EX-10.20 9 d547003dex1020.htm EX-10.20 EX-10.20

Exhibit 10.20

SHARE PURCHASE AGREEMENT

THIS SHARE PURCHASE AGREEMENT (this “Agreement”) is made and entered into as of July 18, 2013, by and between American Homes 4 Rent, a Maryland real estate investment trust (the “Company”), and American Homes 4 Rent, LLC, a Delaware limited liability company (“AH LLC”).

WHEREAS, the Company proposes to undertake an underwritten initial public offering (the “IPO”) of Class A common shares of beneficial interest, par value $0.01 per share (the “Shares”) pursuant to a registration statement on Form S-11 (the “Registration Statement”) filed pursuant to the Securities Act of 1933, as amended (the “Securities Act”);

WHEREAS, AH LLC desires to purchase Shares directly from the Company in a private transaction as set forth herein;

WHEREAS, the Company and AH LLC entered into that certain Registration Rights Agreement dated as of June 10, 2013 (the “Original Registration Rights Agreement”); and

WHEREAS, the Company and AH LLC are entering into an amendment to the Original Registration Rights Agreement, as set forth in Exhibit A attached hereto, contemporaneously with the execution of this Agreement.

NOW, THEREFORE, in consideration of the foregoing and the mutual representations, warranties, covenants and agreements set forth herein, the parties hereto, intending to be legally bound hereby, agree as follows:

1. AH LLC hereby agrees to purchase directly from the Company on the terms set forth herein such number of shares as equals $50,000,000 divided by the initial public offering price set forth in the final prospectus forming a part of the Registration Statement for the IPO (the “Prospectus”), for a total price of $50,000,000.

2. AH LLC understands and agrees that its purchase of Shares hereunder is being made pursuant to a private placement exempt from the registration requirements of the Securities Act and the Shares purchased hereunder may not be sold, transferred or conveyed by AH LLC except in compliance with applicable securities laws.

3. The purchase price for Shares shall be paid by means of a cash payment (wire transfer or other means acceptable to the Company) and shall close at the time of closing of the IPO. The closing of the sale of Shares to AH LLC shall be conditioned solely on the closing of the IPO.

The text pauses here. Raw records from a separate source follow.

//! Lattice-space kernel: thread-banded Gibbs sweeps over a 2D Ising spin
//! system on a torus.

use std::sync::atomic::{AtomicU8, Ordering};
use std::sync::Barrier;

use rayon::prelude::*;

use crate::kernel::TemperModel;
use crate::{TemperError, TpResult};

/// Square binary spin lattice with wrap-around neighbors on both axes.
///
/// Cells are atomic so that the deliberately unsynchronized first phase of
/// a sweep (neighboring bands reading each other's rows mid-update) is
/// well-defined. All accesses are relaxed; the two sweep barriers provide
/// the only ordering the scheme needs.
pub struct Lattice {
    side: usize,
    cells: Vec<AtomicU8>,
}

impl Lattice {
    pub fn new(side: usize) -> Self {
        let cells = (0..side * side).map(|_| AtomicU8::new(0)).collect();
        Lattice { side, cells }
    }

    /// Uniformly random spins.
    pub fn random(side: usize, rng: &mut fastrand::Rng) -> Self {
        let lat = Lattice::new(side);
        for cell in &lat.cells {
            cell.store(u8::from(rng.f64() < 0.5), Ordering::Relaxed);
        }
        lat
    }

    pub fn side(&self) -> usize {
        self.side
    }

    #[inline]
    pub fn get(&self, i: usize, j: usize) -> u8 {
        self.cells[i * self.side + j].load(Ordering::Relaxed)
    }

    #[inline]
    pub fn set(&self, i: usize, j: usize, spin: u8) {
        self.cells[i * self.side + j].store(spin, Ordering::Relaxed)
    }

    /// Sum of the four torus-neighbor spins of cell `(i, j)`.
    #[inline]
    pub fn neighbor_sum(&self, i: usize, j: usize) -> u8 {
        let n = self.side;
        let up = if i == 0 { n - 1 } else { i - 1 };
        let down = if i == n - 1 { 0 } else { i + 1 };
        let left = if j == 0 { n - 1 } else { j - 1 };
        let right = if j == n - 1 { 0 } else { j + 1 };
        self.get(up, j) + self.get(down, j) + self.get(i, left) + self.get(i, right)
    }

    /// Interaction energy `sum_{i,j} x[i][j] * (four-neighbor sum)`,
    /// reduced in parallel over rows.
    pub fn interaction_sum(&self) -> f64 {
        (0..self.side)
            .into_par_iter()
            .map(|i| {
                let mut acc = 0.0;
                for j in 0..self.side {
                    acc += f64::from(self.get(i, j)) * f64::from(self.neighbor_sum(i, j));
                }
                acc
            })
            .sum()
    }

    pub fn to_vec(&self) -> Vec<u8> {
        self.cells.iter().map(|c| c.load(Ordering::Relaxed)).collect()
    }
}

impl Clone for Lattice {
    fn clone(&self) -> Self {
        Lattice {
            side: self.side,
            cells: self
                .cells
                .iter()
                .map(|c| AtomicU8::new(c.load(Ordering::Relaxed)))
                .collect(),
        }
    }
}

impl PartialEq for Lattice {
    fn eq(&self, other: &Self) -> bool {
        self.side == other.side && self.to_vec() == other.to_vec()
    }
}

impl std::fmt::Debug for Lattice {
    fn fmt(&self, f: &mut std::fmt::Formatter<'_>) -> std::fmt::Result {
        f.debug_struct("Lattice")
            .field("side", &self.side)
            .finish_non_exhaustive()
    }
}

/// Target model for the 2D Ising sampler.
#[derive(Debug)]
pub struct IsingModel {
    side: usize,
    threads: usize,
}

impl IsingModel {
    pub fn new(side: usize, threads: usize) -> TpResult<Self> {
        if threads == 0 || side / threads <= 1 {
            return Err(TemperError::Config(format!(
                "{threads} sweep threads over {side} rows leaves fewer than 2 rows per band"
            )));
        }
        Ok(IsingModel { side, threads })
    }

    pub fn side(&self) -> usize {
        self.side
    }

    /// Gibbs-update one cell in place.
    #[inline]
    fn update_cell(lat: &Lattice, i: usize, j: usize, temp: f64, rng: &mut fastrand::Rng) {
        let s = f64::from(lat.neighbor_sum(i, j));
        let up = (temp * s).exp();
        let down = (-temp * s).exp();
        let cond_p = up / (up + down);
        lat.set(i, j, u8::from(rng.f64() < cond_p));
    }

    /// Run `sweeps` full Gibbs sweeps over `lat` at `temp`.
    ///
    /// Rows are split into one contiguous band per thread. Each sweep
    /// updates every band row except the last against current in-memory
    /// values, synchronizes at a barrier, updates the band's last row (its
    /// down-neighbor row is fresh after the barrier), then synchronizes
    /// again before the next sweep. Both barriers are load-bearing.
    pub fn gibbs_sweeps(
        &self,
        lat: &Lattice,
        sweeps: usize,
        temp: f64,
        rng: &mut fastrand::Rng,
    ) -> TpResult<()> {
        let side = self.side;
        let threads = self.threads;
        debug_assert_eq!(lat.side(), side);

        let seeds: Vec<u64> = (0..threads).map(|_| rng.u64(..)).collect();
        let barrier = Barrier::new(threads);

        std::thread::scope(|scope| {
            for (tid, seed) in seeds.into_iter().enumerate() {
                let barrier = &barrier;
                scope.spawn(move || {
                    let mut rng = fastrand::Rng::with_seed(seed);
                    let low = side * tid / threads;
                    let high = (side * (tid + 1) / threads).min(side);

                    for _ in 0..sweeps {
                        for i in low..high.saturating_sub(1) {
                            for j in 0..side {
                                Self::update_cell(lat, i, j, temp, &mut rng);
                            }
                        }

                        barrier.wait();

                        let i = high - 1;
                        for j in 0..side {
                            Self::update_cell(lat, i, j, temp, &mut rng);
                        }

                        barrier.wait();
                    }
                });
            }
        });

        Ok(())
    }
}

impl TemperModel for IsingModel {
    type State = Lattice;

    fn init_state(&self, rng: &mut fastrand::Rng) -> Lattice {
        Lattice::random(self.side, rng)
    }

    fn advance(
        &self,
        state: &mut Lattice,
        steps: usize,
        temp: f64,
        rng: &mut fastrand::Rng,
    ) -> TpResult<()> {
        self.gibbs_sweeps(state, steps, temp, rng)
    }

    /// Already-exponentiated exchange weight `exp(temp * 0.5 * t(x))`.
    /// The non-log convention is deliberate and must stay paired with this
    /// model's exchange path (see `TemperModel` docs).
    fn weight(&self, state: &Lattice, temp: f64) -> f64 {
        (temp * 0.5 * state.interaction_sum()).exp()
    }
}
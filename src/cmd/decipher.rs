use std::fs;
use std::path::PathBuf;
use std::sync::Arc;

use clap::Args;
use comfy_table::Table;
use tracing::info;

use temperpool::alphabet;
use temperpool::comm::Cluster;
use temperpool::config::PoolParams;
use temperpool::corpus::CountMatrix;
use temperpool::kernel::CipherModel;
use temperpool::runner::run_decipher;
use temperpool::words::{refine_key, score_text, WordDict};
use temperpool::TpResult;

#[derive(Args, Debug, Clone)]
pub struct DecipherArgs {
    #[command(flatten)]
    pub pool: PoolParams,

    /// Reference corpus used to build the bigram transition matrix.
    #[arg(short, long)]
    pub reference: PathBuf,

    /// Input text. Treated as ciphertext unless --scramble is set.
    #[arg(short, long)]
    pub input: PathBuf,

    /// Where to write the deciphered text.
    #[arg(short, long, default_value = "deciphered.txt")]
    pub output: PathBuf,

    /// Treat the input as plaintext and scramble it with a random key
    /// first (demo mode: the run then tries to recover that key).
    #[arg(long, default_value_t = false)]
    pub scramble: bool,

    /// Optional word-frequency list (one word per line, most common first)
    /// enabling the local refinement pass.
    #[arg(long)]
    pub dictionary: Option<PathBuf>,

    #[arg(long, default_value_t = 20_000)]
    pub refine_attempts: usize,
}

pub fn run(args: DecipherArgs) -> TpResult<()> {
    args.pool.validate()?;
    info!("🔧 Pool params: {}", serde_json::to_string(&args.pool)?);

    let dim = alphabet::ALPHABET_SIZE;
    let mut rng = match args.pool.seed {
        Some(s) => fastrand::Rng::with_seed(s ^ 0x5eed),
        None => fastrand::Rng::new(),
    };

    info!("📂 Loading reference corpus: {}", args.reference.display());
    let reference_text = fs::read_to_string(&args.reference)?;

    info!("📂 Loading input: {}", args.input.display());
    let input_text = fs::read_to_string(&args.input)?;

    let ciphered = if args.scramble {
        let key = alphabet::random_key(dim, &mut rng);
        info!("🔀 Scrambling input with a random key");
        alphabet::apply_key(&input_text, &key)
    } else {
        input_text
    };

    let reference = CountMatrix::from_text(&reference_text, dim);
    let coded = Arc::new(CountMatrix::from_text(&ciphered, dim));
    let model = CipherModel::new(&reference, coded);

    let layout = args.pool.layout();
    let ladder = args.pool.build_ladder();

    info!(
        "🚀 Launching {} ranks, {} chains, {} iterations x {} steps",
        args.pool.ranks, args.pool.chains, args.pool.iterations, args.pool.steps
    );

    let outcomes = Cluster::launch(args.pool.ranks, |comm| {
        run_decipher(
            &model,
            comm,
            layout,
            &ladder,
            args.pool.iterations,
            args.pool.steps,
            args.pool.seed,
        )
    })?;

    // The broadcast guarantees every rank carries the same key; rank 0
    // additionally carries the best-value bookkeeping.
    let outcome = &outcomes[0];
    let total_exchanges: usize = outcomes.iter().map(|o| o.exchanges).sum();

    let decipher_key = alphabet::invert_key(&outcome.key);
    let mut plaintext = alphabet::apply_key(&ciphered, &decipher_key);

    let mut match_summary = None;
    if let Some(dict_path) = &args.dictionary {
        info!("📖 Loading dictionary: {}", dict_path.display());
        let dict = WordDict::load(dict_path)?;

        let before = score_text(&plaintext, &dict);
        let (refined, after) = refine_key(
            &decipher_key,
            &ciphered,
            &dict,
            args.refine_attempts,
            &mut rng,
        );
        plaintext = alphabet::apply_key(&ciphered, &refined);
        match_summary = Some((before, after));
    }

    fs::write(&args.output, &plaintext)?;
    info!("💾 Deciphered text written to {}", args.output.display());

    let mut table = Table::new();
    table.set_header(vec!["Metric", "Value"]);
    table.add_row(vec!["Best log-target".to_string(), format!("{:.2}", outcome.best_value)]);
    table.add_row(vec!["Accepted exchanges".to_string(), total_exchanges.to_string()]);
    if let Some((before, after)) = match_summary {
        table.add_row(vec![
            "Word match (raw)".to_string(),
            format!("{:.1}%", before.matched_fraction * 100.0),
        ]);
        table.add_row(vec![
            "Word match (refined)".to_string(),
            format!("{:.1}%", after.matched_fraction * 100.0),
        ]);
    }
    println!("{table}");

    Ok(())
}
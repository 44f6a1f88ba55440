use clap::{Parser, Subcommand};
use std::process;
use tracing::error;

mod cmd;

#[derive(Parser, Debug)]
#[command(author, version, about = "Parallel-tempering MCMC: cipher-key search and 2D Ising sampling", long_about = None)]
struct Cli {
    #[command(subcommand)]
    command: Commands,
}

#[derive(Subcommand, Debug)]
enum Commands {
    /// Recover a substitution-cipher key by replica-exchange MCMC.
    Decipher(cmd::decipher::DecipherArgs),
    /// Sample a 2D Ising lattice with a tempered chain pool.
    Ising(cmd::ising::IsingArgs),
}

fn main() {
    tracing_subscriber::fmt::init();

    let cli = Cli::parse();

    let result = match cli.command {
        Commands::Decipher(args) => cmd::decipher::run(args),
        Commands::Ising(args) => cmd::ising::run(args),
    };

    if let Err(e) = result {
        error!("{e}");
        process::exit(1);
    }
}
use std::sync::Arc;

use criterion::{criterion_group, criterion_main, Criterion};

use temperpool::alphabet;
use temperpool::corpus::CountMatrix;
use temperpool::kernel::{CipherModel, IsingModel, Lattice};

fn bench_log_target(c: &mut Criterion) {
    let text = "the quick brown fox jumps over the lazy dog. ".repeat(200);
    let reference = CountMatrix::from_text(&text, alphabet::ALPHABET_SIZE);
    let coded = Arc::new(CountMatrix::from_text(&text[..1000], alphabet::ALPHABET_SIZE));
    let model = CipherModel::new(&reference, coded);

    let mut rng = fastrand::Rng::with_seed(1);
    let key = alphabet::random_key(alphabet::ALPHABET_SIZE, &mut rng);

    c.bench_function("log_target_95", |b| {
        b.iter(|| model.log_target(std::hint::black_box(&key), 1.0))
    });
}

fn bench_gibbs_sweep(c: &mut Criterion) {
    let model = IsingModel::new(64, 4).unwrap();
    let mut rng = fastrand::Rng::with_seed(2);
    let lat = Lattice::random(64, &mut rng);

    c.bench_function("gibbs_sweep_64", |b| {
        b.iter(|| model.gibbs_sweeps(&lat, 1, 0.4, &mut rng).unwrap())
    });
}

criterion_group!(benches, bench_log_target, bench_gibbs_sweep);
criterion_main!(benches);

4. AH LLC hereby agrees that its purchase of Shares may be described in the Registration Statement and the Prospectus.

5. AH LLC hereby represents and warrants to the Company that:

a. AH LLC is, and at the time of closing of the purchase of Shares by AH LLC will be, an Accredited Investor as that term is defined in Rule 501 of Regulation D under the Securities Act; and


b. AH LLC has received all information it deems relevant or necessary with respect to its purchase of Shares.

6. This Agreement shall terminate if the closing of the IPO shall not have occurred on or before December 31, 2013.

7. This Agreement may be executed in two or more counterparts, each of which shall be deemed an original, but which taken together shall constitute one and the same agreement.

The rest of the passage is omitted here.